Depression is a state of low mood and aversion to activity that can affect a person’s thoughts, behavior, feelings and sense of well-being.
People with a depressed mood can feel sad, anxious, empty, hopeless, helpless, worthless, guilty, irritable, angry, ashamed or restless. They may lose interest in activities that were once pleasurable, experience loss of appetite or overeating, have problems concentrating, remembering details or making decisions, experience relationship difficulties and may contemplate, attempt or commit suicide. Insomnia, excessive sleeping, fatigue, aches, pains, digestive problems or reduced energy may also be present.
Depressed mood is a feature of some psychiatric syndromes such as major depressive disorder, but it may also be a normal reaction, as long as it does not persist long term, to life events such as bereavement, a symptom of some bodily ailments or a side effect of some drugs and medical treatments. A DSM diagnosis distinguishes an episode (or ‘state’) of depression from the habitual (or ‘trait’) depressive symptoms someone can experience as part of their personality.
Adversity in childhood, such as bereavement, neglect, mental abuse, physical abuse, sexual abuse and unequal parental treatment of siblings can contribute to depression in adulthood.

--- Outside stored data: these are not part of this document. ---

//! Error types for survey ingestion.

use thiserror::Error;

/// Failures while retrieving raw CSV text.
#[derive(Error, Debug)]
pub enum FetchError {
    #[error("HTTP {status}: {reason}")]
    Status { status: u16, reason: String },

    #[error("Timeout after {0}ms")]
    Timeout(u128),

    #[error("Transport error: {0}")]
    Transport(#[from] reqwest::Error),

    #[error("IO error: {0}")]
    Io(#[from] std::io::Error),
}

/// Structural problems that make a CSV body unusable for one attempt.
#[derive(Error, Debug, Clone, PartialEq, Eq)]
pub enum ParseError {
    #[error("CSV file is empty")]
    Empty,

    #[error("Unable to auto-detect delimiting character; header uses {0:?}")]
    Delimiter(char),

    #[error("Quoted field unterminated")]
    Quotes,

    #[error("No header fields found in CSV")]
    NoHeaders,

    #[error("No data rows found in CSV")]
    NoRows,

    #[error("CSV parsing failed: {0}")]
    Malformed(String),
}

/// A failed load attempt, as recorded in the loader's error list.
#[derive(Error, Debug)]
pub enum LoadError {
    #[error(transparent)]
    Fetch(#[from] FetchError),

    #[error(transparent)]
    Parse(#[from] ParseError),
}

/// Configuration file problems. Only the CLI surfaces these.
#[derive(Error, Debug)]
pub enum ConfigError {
    #[error("Cannot read config {path}: {source}")]
    Read {
        path: String,
        source: std::io::Error,
    },

    #[error("Invalid config {path}: {source}")]
    Invalid {
        path: String,
        source: serde_json::Error,
    },
}
//! Table-driven identity heuristics: which researcher a file belongs to and
//! which ward a neighbourhood sits in. Adding a member or ward means editing
//! the table, not this code.

use tracing::warn;

use crate::config::{DashboardConfig, WardRule};

pub const UNKNOWN_MEMBER: &str = "Unknown";
pub const UNKNOWN_WARD: &str = "Unknown Ward";

#[derive(Debug, Clone, PartialEq, Eq)]
pub enum MemberMatch {
    Known(String),
    Unknown,
}

impl MemberMatch {
    pub fn name(&self) -> &str {
        match self {
            MemberMatch::Known(name) => name,
            MemberMatch::Unknown => UNKNOWN_MEMBER,
        }
    }

    pub fn is_known(&self) -> bool {
        matches!(self, MemberMatch::Known(_))
    }
}

#[derive(Debug, Clone, PartialEq, Eq)]
pub struct MemberDirectory {
    names: Vec<String>,
}

impl MemberDirectory {
    pub fn new<I, S>(names: I) -> Self
    where
        I: IntoIterator<Item = S>,
        S: Into<String>,
    {
        Self {
            names: names.into_iter().map(Into::into).collect(),
        }
    }

    pub fn from_config(config: &DashboardConfig) -> Self {
        Self::new(config.member_names())
    }

    /// A `(Name)` tag in the path wins; otherwise the first name found anywhere
    /// in the path, ignoring case.
    pub fn resolve(&self, path: &str) -> MemberMatch {
        if let Some(name) = self
            .names
            .iter()
            .find(|name| path.contains(&format!("({name})")))
        {
            return MemberMatch::Known(name.clone());
        }
        let lowered = path.to_lowercase();
        if let Some(name) = self
            .names
            .iter()
            .find(|name| lowered.contains(&name.to_lowercase()))
        {
            return MemberMatch::Known(name.clone());
        }
        warn!(path, "Could not determine member name from path");
        MemberMatch::Unknown
    }
}

impl Default for MemberDirectory {
    fn default() -> Self {
        Self::from_config(&DashboardConfig::default())
    }
}

#[derive(Debug, Clone, PartialEq, Eq)]
pub enum WardMatch {
    Known(String),
    /// No table entry; the neighbourhood itself becomes the ward label.
    Synthetic(String),
    Missing,
}

impl WardMatch {
    pub fn label(&self) -> String {
        match self {
            WardMatch::Known(ward) => ward.clone(),
            WardMatch::Synthetic(neighborhood) => format!("Ward {neighborhood}"),
            WardMatch::Missing => UNKNOWN_WARD.to_string(),
        }
    }
}

#[derive(Debug, Clone, PartialEq, Eq)]
pub struct WardTable {
    rules: Vec<(String, String)>,
}

impl WardTable {
    pub fn new(rules: &[WardRule]) -> Self {
        Self {
            rules: rules
                .iter()
                .map(|r| (r.neighborhood.to_lowercase(), r.ward.clone()))
                .collect(),
        }
    }

    pub fn resolve(&self, neighborhood: &str) -> WardMatch {
        let trimmed = neighborhood.trim();
        if trimmed.is_empty() {
            return WardMatch::Missing;
        }
        let lowered = trimmed.to_lowercase();
        self.rules
            .iter()
            .find(|(key, _)| lowered.contains(key.as_str()))
            .map(|(_, ward)| WardMatch::Known(ward.clone()))
            .unwrap_or_else(|| WardMatch::Synthetic(trimmed.to_string()))
    }
}

impl Default for WardTable {
    fn default() -> Self {
        Self::new(&DashboardConfig::default().wards)
    }
}

#[cfg(test)]
mod tests {
    use super::*;

    #[test]
    fn member_tag_in_parentheses_wins() {
        let directory = MemberDirectory::default();
        assert_eq!(
            directory.resolve("/data/Walkability Survey (Disha).csv"),
            MemberMatch::Known("Disha".to_string())
        );
        assert_eq!(
            directory.resolve("/data/aarna_niranjan_shared (Crisann).csv"),
            MemberMatch::Known("Crisann".to_string())
        );
    }

    #[test]
    fn member_falls_back_to_case_insensitive_substring() {
        let directory = MemberDirectory::default();
        assert_eq!(
            directory.resolve("/data/walkability_survey_niranjan.csv").name(),
            "Niranjan"
        );
        let unknown = directory.resolve("/data/survey.csv");
        assert_eq!(unknown, MemberMatch::Unknown);
        assert_eq!(unknown.name(), "Unknown");
        assert!(!unknown.is_known());
    }

    #[test]
    fn ward_lookup_matches_neighbourhood_substrings() {
        let wards = WardTable::default();
        assert_eq!(wards.resolve("Goregaon West").label(), "Ward 45");
        assert_eq!(wards.resolve("DADAR EAST").label(), "Ward 227");
        assert_eq!(
            wards.resolve(" Powai "),
            WardMatch::Synthetic("Powai".to_string())
        );
        assert_eq!(wards.resolve("Powai").label(), "Ward Powai");
        assert_eq!(wards.resolve("").label(), "Unknown Ward");
    }

    #[test]
    fn new_wards_come_from_the_table() {
        let wards = WardTable::new(&[WardRule {
            neighborhood: "Powai".to_string(),
            ward: "Ward 122".to_string(),
        }]);
        assert_eq!(wards.resolve("powai lake"), WardMatch::Known("Ward 122".to_string()));
    }
}
#[cfg(test)]
mod tests {
    use super::*;
    use chrono::TimeZone;

    const NEIGHBORHOOD: &str =
        "What Neighborhood do you stay in (Eg. Bandra, West, Dadar East, Goregaon West, etc)";
    const FREQUENCY: &str =
        "How often do you walk for your daily activities?(Work, transit connections,etc)";
    const HOME_RATING: &str = "What would rate about the infrastructure of your neighborhood?";
    const WORK_RATING: &str =
        "What would rate about the infrastructure near your workplace/studyplace neighborhood?";
    const BARRIERS: &str =
        "What are the biggest barriers that prevent you from walking more? (Select all that apply.)";
    const IMPROVEMENTS: &str =
        "What would be 3 aspects that need improvements to make your neighborhood more walkable?";

    fn ingested_at() -> DateTime<Utc> {
        Utc.with_ymd_and_hms(2025, 10, 1, 12, 0, 0).unwrap()
    }

    fn table(headers: &[&str], rows: &[&[&str]]) -> Table {
        let headers: Vec<String> = headers.iter().map(|h| h.to_string()).collect();
        let rows = rows
            .iter()
            .map(|cells| {
                headers
                    .iter()
                    .cloned()
                    .zip(cells.iter().map(|c| c.to_string()))
                    .collect()
            })
            .collect();
        Table::new(headers, rows)
    }

    fn long_form_row(neighborhood: &str, timestamp: &str, home: &str) -> Table {
        table(
            &[
                "Timestamp",
                "What Age group do you belong from?",
                NEIGHBORHOOD,
                FREQUENCY,
                HOME_RATING,
                WORK_RATING,
                BARRIERS,
                IMPROVEMENTS,
            ],
            &[&[
                timestamp,
                "18-25",
                neighborhood,
                "A few times a week",
                home,
                "10",
                "Poor lighting, Encroachment by hawkers; Poor lighting",
                "Wider footpaths; Street-lights!",
            ]],
        )
    }

    fn normalize(table: &Table, path: &str) -> Normalized {
        let directory = MemberDirectory::default();
        let wards = WardTable::default();
        Normalizer::new(&directory, &wards, ingested_at()).normalize(table, path)
    }

    #[test]
    fn detects_format_from_marker_columns() {
        let standard: Vec<String> = crate::models::STANDARD_COLUMNS
            .iter()
            .map(|c| c.to_string())
            .collect();
        assert_eq!(SourceFormat::detect(&standard), SourceFormat::Standard);
        let long_form = long_form_row("Bandra", "01/09/2025 08:00:00", "8");
        assert_eq!(SourceFormat::detect(&long_form.headers), SourceFormat::LongForm);
    }

    #[test]
    fn standard_rows_pass_through_with_split_answers() {
        let t = table(
            &crate::models::STANDARD_COLUMNS,
            &[&[
                "R1",
                "Niranjan",
                "Ward 50",
                "Bandra West",
                "4",
                "2",
                "Weekly",
                "Potholes; Parking ;",
                "",
                "Lighting",
                "2025-09-01T08:00:00Z",
            ]],
        );
        let out = normalize(&t, "/data/Walkability Survey (Niranjan).csv");
        assert_eq!(out.format, SourceFormat::Standard);
        assert!(out.warnings.is_empty());
        let r = &out.responses[0];
        assert_eq!(r.respondent_id, "R1");
        assert_eq!(r.member, "Niranjan");
        assert_eq!(r.ward, "Ward 50");
        assert_eq!(r.location, "Bandra West");
        assert_eq!((r.footpath_condition, r.road_condition), (4, 2));
        assert_eq!(r.walking_frequency, WalkingFrequency::Weekly);
        assert_eq!(r.obstacles, vec!["Potholes", "Parking"]);
        assert!(r.reasons_not_walking.is_empty());
        assert_eq!(r.improvements, vec!["Lighting"]);
        assert_eq!(r.timestamp, "2025-09-01T08:00:00Z");
    }

    #[test]
    fn standard_rows_are_clamped_and_defaulted_with_warnings() {
        let t = table(
            &["respondent_id", "location", "footpath_condition", "road_condition"],
            &[&["", "Dadar East", "9", "n/a"]],
        );
        let out = normalize(&t, "/data/Walkability Survey (Disha).csv");
        let r = &out.responses[0];
        assert_eq!(r.respondent_id, "Disha-1");
        assert_eq!(r.member, "Disha");
        assert_eq!(r.ward, "Ward 227");
        assert_eq!(r.footpath_condition, 5);
        assert_eq!(r.road_condition, 3);
        assert_eq!(r.timestamp, "2025-10-01T12:00:00.000Z");
        assert_eq!(out.warnings.len(), 4);
    }

    #[test]
    fn standard_timestamps_are_checked() {
        let t = table(
            &["respondent_id", "timestamp"],
            &[
                &["R1", "2025-09-01T08:00:00+05:30"],
                &["R2", "02/09/2025 18:30"],
                &["R3", "not-a-date"],
            ],
        );
        let out = normalize(&t, "/data/Walkability Survey (Niranjan).csv");
        let stamps: Vec<&str> = out.responses.iter().map(|r| r.timestamp.as_str()).collect();
        assert_eq!(
            stamps,
            vec![
                "2025-09-01T08:00:00+05:30",
                "2025-09-02T18:30:00.000Z",
                "2025-10-01T12:00:00.000Z",
            ]
        );
        assert!(out
            .warnings
            .iter()
            .any(|w| w == "Row 3: unparsable timestamp \"not-a-date\", using ingestion time"));
    }

    #[test]
    fn standard_rows_from_other_members_are_flagged() {
        let t = table(&["member", "footpath_condition"], &[&["Aarna", "3"], &["Disha", "3"]]);
        let out = normalize(&t, "/data/Walkability Survey (Aarna).csv");
        assert_eq!(out.responses[1].member, "Disha");
        assert!(out
            .warnings
            .iter()
            .any(|w| w == "Rows attributed to other members in Aarna's file: Disha"));
    }

    #[test]
    fn long_form_rows_are_mapped_onto_the_target_schema() {
        let t = long_form_row("Goregaon West", "01/09/2025 08:05:09", "7");
        let out = normalize(&t, "/data/Walkability Survey (Aarna).csv");
        assert_eq!(out.format, SourceFormat::LongForm);
        let r = &out.responses[0];
        assert_eq!(r.respondent_id, "R-Aarna-001");
        assert_eq!(r.member, "Aarna");
        assert_eq!(r.ward, "Ward 45");
        assert_eq!(r.location, "Goregaon West");
        assert_eq!(r.footpath_condition, 4);
        assert_eq!(r.road_condition, 5);
        assert_eq!(r.walking_frequency, WalkingFrequency::Weekly);
        assert_eq!(r.obstacles, vec!["poor_lighting", "encroachment_by_hawkers"]);
        assert_eq!(r.reasons_not_walking, r.obstacles);
        assert_eq!(r.improvements, vec!["wider_footpaths", "streetlights"]);
        assert_eq!(r.timestamp, "2025-09-01T08:05:09.000Z");
    }

    #[test]
    fn unknown_neighbourhood_gets_a_synthetic_ward() {
        let t = long_form_row("Powai", "01/09/2025 08:00:00", "5");
        let out = normalize(&t, "/data/unlabelled.csv");
        let r = &out.responses[0];
        assert_eq!(r.ward, "Ward Powai");
        assert_eq!(r.member, "Unknown");
        assert_eq!(r.respondent_id, "R-Unknown-001");
    }

    #[test]
    fn malformed_timestamp_falls_back_to_ingestion_time_with_warning() {
        let t = long_form_row("Virar", "not-a-date", "abc");
        let out = normalize(&t, "/data/Walkability Survey (Disha).csv");
        assert_eq!(out.responses.len(), 1);
        let r = &out.responses[0];
        assert_eq!(r.timestamp, "2025-10-01T12:00:00.000Z");
        // Unreadable rating defaults to 3, which rescales to 2.
        assert_eq!(r.footpath_condition, 2);
        assert!(out
            .warnings
            .iter()
            .any(|w| w.contains("unparsable timestamp \"not-a-date\"")));
        assert!(out.warnings.iter().any(|w| w.contains("unreadable")));
    }

    #[test]
    fn long_form_missing_columns_use_defaults() {
        let t = table(&["Timestamp", "What Age group do you belong from?"], &[&["", "26-35"]]);
        let out = normalize(&t, "/data/Walkability Survey (Crisann).csv");
        let r = &out.responses[0];
        assert_eq!(r.location, "Unknown");
        assert_eq!(r.ward, "Ward Unknown");
        assert_eq!((r.footpath_condition, r.road_condition), (2, 2));
        assert_eq!(r.walking_frequency, WalkingFrequency::Other("Unknown".to_string()));
        assert!(out
            .warnings
            .iter()
            .any(|w| w == "Missing expected column: barriers"));
    }

    #[test]
    fn ratings_always_land_in_range() {
        for raw in [-4, 0, 1, 2, 9, 10, 11, 250] {
            let mut warnings = Vec::new();
            let v = long_form_rating(&raw.to_string(), 1, "q", &mut warnings);
            assert!((1..=5).contains(&v), "{raw} mapped to {v}");
            let v = standard_rating(&raw.to_string(), 1, "c", &mut warnings);
            assert!((1..=5).contains(&v), "{raw} mapped to {v}");
        }
        assert_eq!(rescale_rating(7), 4);
        assert_eq!(rescale_rating(10), 5);
        assert_eq!(rescale_rating(1), 1);
    }

    #[test]
    fn leading_integer_reads_like_a_form_export() {
        assert_eq!(leading_integer("7 - Good"), Some(7));
        assert_eq!(leading_integer(" 4.5"), Some(4));
        assert_eq!(leading_integer("-2"), Some(-2));
        assert_eq!(leading_integer("good"), None);
        assert_eq!(leading_integer(""), None);
    }

    #[test]
    fn export_timestamps_accept_short_forms() {
        let expected = Utc.with_ymd_and_hms(2025, 9, 1, 8, 5, 0).unwrap();
        assert_eq!(parse_export_timestamp("1/9/2025 8:05:00"), Some(expected));
        assert_eq!(parse_export_timestamp("01/09/2025 08:05"), Some(expected));
        assert!(parse_export_timestamp("31/02/2025 08:00:00").is_none());
    }
}
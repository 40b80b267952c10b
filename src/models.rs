use std::collections::HashMap;
use std::fmt;
use std::str::FromStr;

use serde::{Deserialize, Serialize};

/// Columns of the standard survey schema, in file order.
pub const STANDARD_COLUMNS: [&str; 11] = [
    "respondent_id",
    "member",
    "ward",
    "location",
    "footpath_condition",
    "road_condition",
    "walking_frequency",
    "obstacles",
    "reasons_not_walking",
    "improvements",
    "timestamp",
];

#[derive(Debug, Clone, PartialEq, Serialize, Deserialize)]
pub struct SurveyResponse {
    pub respondent_id: String,
    pub member: String,
    pub ward: String,
    pub location: String,
    pub footpath_condition: u8,
    pub road_condition: u8,
    pub walking_frequency: WalkingFrequency,
    pub obstacles: Vec<String>,
    pub reasons_not_walking: Vec<String>,
    pub improvements: Vec<String>,
    pub timestamp: String,
}

impl SurveyResponse {
    pub fn rating(&self, field: RatingField) -> u8 {
        match field {
            RatingField::FootpathCondition => self.footpath_condition,
            RatingField::RoadCondition => self.road_condition,
        }
    }

    pub fn answers(&self, field: MultiSelectField) -> &[String] {
        match field {
            MultiSelectField::Obstacles => &self.obstacles,
            MultiSelectField::ReasonsNotWalking => &self.reasons_not_walking,
            MultiSelectField::Improvements => &self.improvements,
        }
    }

    /// Flattens the response back into standard-schema cells. Multi-select
    /// answers are joined with `;` so the generic detector sees them as tag lists.
    pub fn to_record(&self) -> HashMap<String, String> {
        let mut record = HashMap::new();
        record.insert("respondent_id".to_string(), self.respondent_id.clone());
        record.insert("member".to_string(), self.member.clone());
        record.insert("ward".to_string(), self.ward.clone());
        record.insert("location".to_string(), self.location.clone());
        record.insert(
            "footpath_condition".to_string(),
            self.footpath_condition.to_string(),
        );
        record.insert("road_condition".to_string(), self.road_condition.to_string());
        record.insert(
            "walking_frequency".to_string(),
            self.walking_frequency.to_string(),
        );
        record.insert("obstacles".to_string(), self.obstacles.join(";"));
        record.insert(
            "reasons_not_walking".to_string(),
            self.reasons_not_walking.join(";"),
        );
        record.insert("improvements".to_string(), self.improvements.join(";"));
        record.insert("timestamp".to_string(), self.timestamp.clone());
        record
    }
}

/// How often a respondent walks. Unrecognised answers are kept verbatim.
#[derive(Debug, Clone, PartialEq, Eq, Hash, Serialize, Deserialize)]
#[serde(from = "String", into = "String")]
pub enum WalkingFrequency {
    Daily,
    Weekly,
    Monthly,
    Rarely,
    Never,
    Other(String),
}

impl WalkingFrequency {
    /// Exact match against the canonical labels, used for already-mapped files.
    pub fn from_label(label: &str) -> Self {
        match label {
            "Daily" => WalkingFrequency::Daily,
            "Weekly" => WalkingFrequency::Weekly,
            "Monthly" => WalkingFrequency::Monthly,
            "Rarely" => WalkingFrequency::Rarely,
            "Never" => WalkingFrequency::Never,
            other => WalkingFrequency::Other(other.to_string()),
        }
    }

    /// Substring match against free-text survey answers.
    pub fn from_free_text(text: &str) -> Self {
        let trimmed = text.trim();
        if trimmed.is_empty() {
            return WalkingFrequency::Other("Unknown".to_string());
        }
        let lowered = trimmed.to_lowercase();
        if lowered.contains("daily") {
            WalkingFrequency::Daily
        } else if lowered.contains("weekly") || lowered.contains("few times a week") {
            WalkingFrequency::Weekly
        } else if lowered.contains("monthly") || lowered.contains("few times a month") {
            WalkingFrequency::Monthly
        } else if lowered.contains("rarely") || lowered.contains("seldom") {
            WalkingFrequency::Rarely
        } else if lowered.contains("never") {
            WalkingFrequency::Never
        } else {
            WalkingFrequency::Other(trimmed.to_string())
        }
    }

    pub fn label(&self) -> &str {
        match self {
            WalkingFrequency::Daily => "Daily",
            WalkingFrequency::Weekly => "Weekly",
            WalkingFrequency::Monthly => "Monthly",
            WalkingFrequency::Rarely => "Rarely",
            WalkingFrequency::Never => "Never",
            WalkingFrequency::Other(s) => s,
        }
    }
}

impl fmt::Display for WalkingFrequency {
    fn fmt(&self, f: &mut fmt::Formatter<'_>) -> fmt::Result {
        f.write_str(self.label())
    }
}

impl From<String> for WalkingFrequency {
    fn from(value: String) -> Self {
        WalkingFrequency::from_label(&value)
    }
}

impl From<WalkingFrequency> for String {
    fn from(value: WalkingFrequency) -> Self {
        value.label().to_string()
    }
}

#[derive(Debug, Clone, Copy, PartialEq, Eq, Hash)]
pub enum RatingField {
    FootpathCondition,
    RoadCondition,
}

impl RatingField {
    pub fn from_column(column: &str) -> Option<Self> {
        match column {
            "footpath_condition" => Some(RatingField::FootpathCondition),
            "road_condition" => Some(RatingField::RoadCondition),
            _ => None,
        }
    }
}

#[derive(Debug, Clone, Copy, PartialEq, Eq, Hash)]
pub enum MultiSelectField {
    Obstacles,
    ReasonsNotWalking,
    Improvements,
}

impl MultiSelectField {
    pub fn from_column(column: &str) -> Option<Self> {
        match column {
            "obstacles" => Some(MultiSelectField::Obstacles),
            "reasons_not_walking" => Some(MultiSelectField::ReasonsNotWalking),
            "improvements" => Some(MultiSelectField::Improvements),
            _ => None,
        }
    }
}

/// Chart kinds understood by the transformer and the advisor.
#[derive(Debug, Clone, Copy, PartialEq, Eq, Hash, Serialize, Deserialize)]
pub enum ChartKind {
    #[serde(rename = "bar")]
    Bar,
    #[serde(rename = "pie")]
    Pie,
    #[serde(rename = "barByWardAvg")]
    BarByWardAvg,
}

impl ChartKind {
    pub fn as_str(&self) -> &'static str {
        match self {
            ChartKind::Bar => "bar",
            ChartKind::Pie => "pie",
            ChartKind::BarByWardAvg => "barByWardAvg",
        }
    }
}

impl fmt::Display for ChartKind {
    fn fmt(&self, f: &mut fmt::Formatter<'_>) -> fmt::Result {
        f.write_str(self.as_str())
    }
}

impl FromStr for ChartKind {
    type Err = String;

    fn from_str(s: &str) -> Result<Self, Self::Err> {
        match s {
            "bar" => Ok(ChartKind::Bar),
            "pie" => Ok(ChartKind::Pie),
            "barByWardAvg" => Ok(ChartKind::BarByWardAvg),
            other => Err(format!(
                "unknown chart kind {other:?} (expected bar, pie or barByWardAvg)"
            )),
        }
    }
}

/// One `{name, value}` entry of a chart series.
#[derive(Debug, Clone, PartialEq, Serialize, Deserialize)]
pub struct ChartPoint {
    pub name: String,
    pub value: f64,
}

impl ChartPoint {
    pub fn new(name: impl Into<String>, value: f64) -> Self {
        Self {
            name: name.into(),
            value,
        }
    }
}

#[cfg(test)]
mod tests {
    use super::*;

    #[test]
    fn free_text_frequency_matches_by_substring() {
        assert_eq!(
            WalkingFrequency::from_free_text("A few times a week"),
            WalkingFrequency::Weekly
        );
        assert_eq!(
            WalkingFrequency::from_free_text("Daily (more than once)"),
            WalkingFrequency::Daily
        );
        assert_eq!(
            WalkingFrequency::from_free_text("Seldom"),
            WalkingFrequency::Rarely
        );
        assert_eq!(
            WalkingFrequency::from_free_text("Only on weekends"),
            WalkingFrequency::Other("Only on weekends".to_string())
        );
        assert_eq!(
            WalkingFrequency::from_free_text("  "),
            WalkingFrequency::Other("Unknown".to_string())
        );
    }

    #[test]
    fn canonical_labels_do_not_reinterpret_free_text() {
        assert_eq!(WalkingFrequency::from_label("Weekly"), WalkingFrequency::Weekly);
        assert_eq!(
            WalkingFrequency::from_label("few times a week"),
            WalkingFrequency::Other("few times a week".to_string())
        );
    }

    #[test]
    fn chart_kind_uses_camel_case_names() {
        assert_eq!("barByWardAvg".parse::<ChartKind>(), Ok(ChartKind::BarByWardAvg));
        assert!("histogram".parse::<ChartKind>().is_err());
        let json = serde_json::to_string(&ChartKind::BarByWardAvg).unwrap();
        assert_eq!(json, "\"barByWardAvg\"");
    }

    #[test]
    fn record_joins_multi_select_answers() {
        let response = SurveyResponse {
            respondent_id: "R-Aarna-001".to_string(),
            member: "Aarna".to_string(),
            ward: "Ward 45".to_string(),
            location: "Goregaon West".to_string(),
            footpath_condition: 2,
            road_condition: 3,
            walking_frequency: WalkingFrequency::Daily,
            obstacles: vec!["potholes".to_string(), "parking".to_string()],
            reasons_not_walking: vec![],
            improvements: vec!["lighting".to_string()],
            timestamp: "2025-09-10T08:00:00.000Z".to_string(),
        };
        let record = response.to_record();
        assert_eq!(record["obstacles"], "potholes;parking");
        assert_eq!(record["reasons_not_walking"], "");
        assert_eq!(record["walking_frequency"], "Daily");
        assert_eq!(record.len(), STANDARD_COLUMNS.len());
    }
}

Childhood physical or sexual abuse in particular, if not dealt with, significantly correlates with the likelihood of experiencing depression over the life course.
Life events and changes that may precipitate depressed mood include childbirth, menopause, financial difficulties, job problems, a medical diagnosis (cancer, HIV, etc.), bullying, loss of a loved one, natural disasters, social isolation, rape, relationship troubles, jealousy, separation, and catastrophic injury.Adolescents may be especially prone to experiencing depressed mood following social rejection, peer pressure and bullying.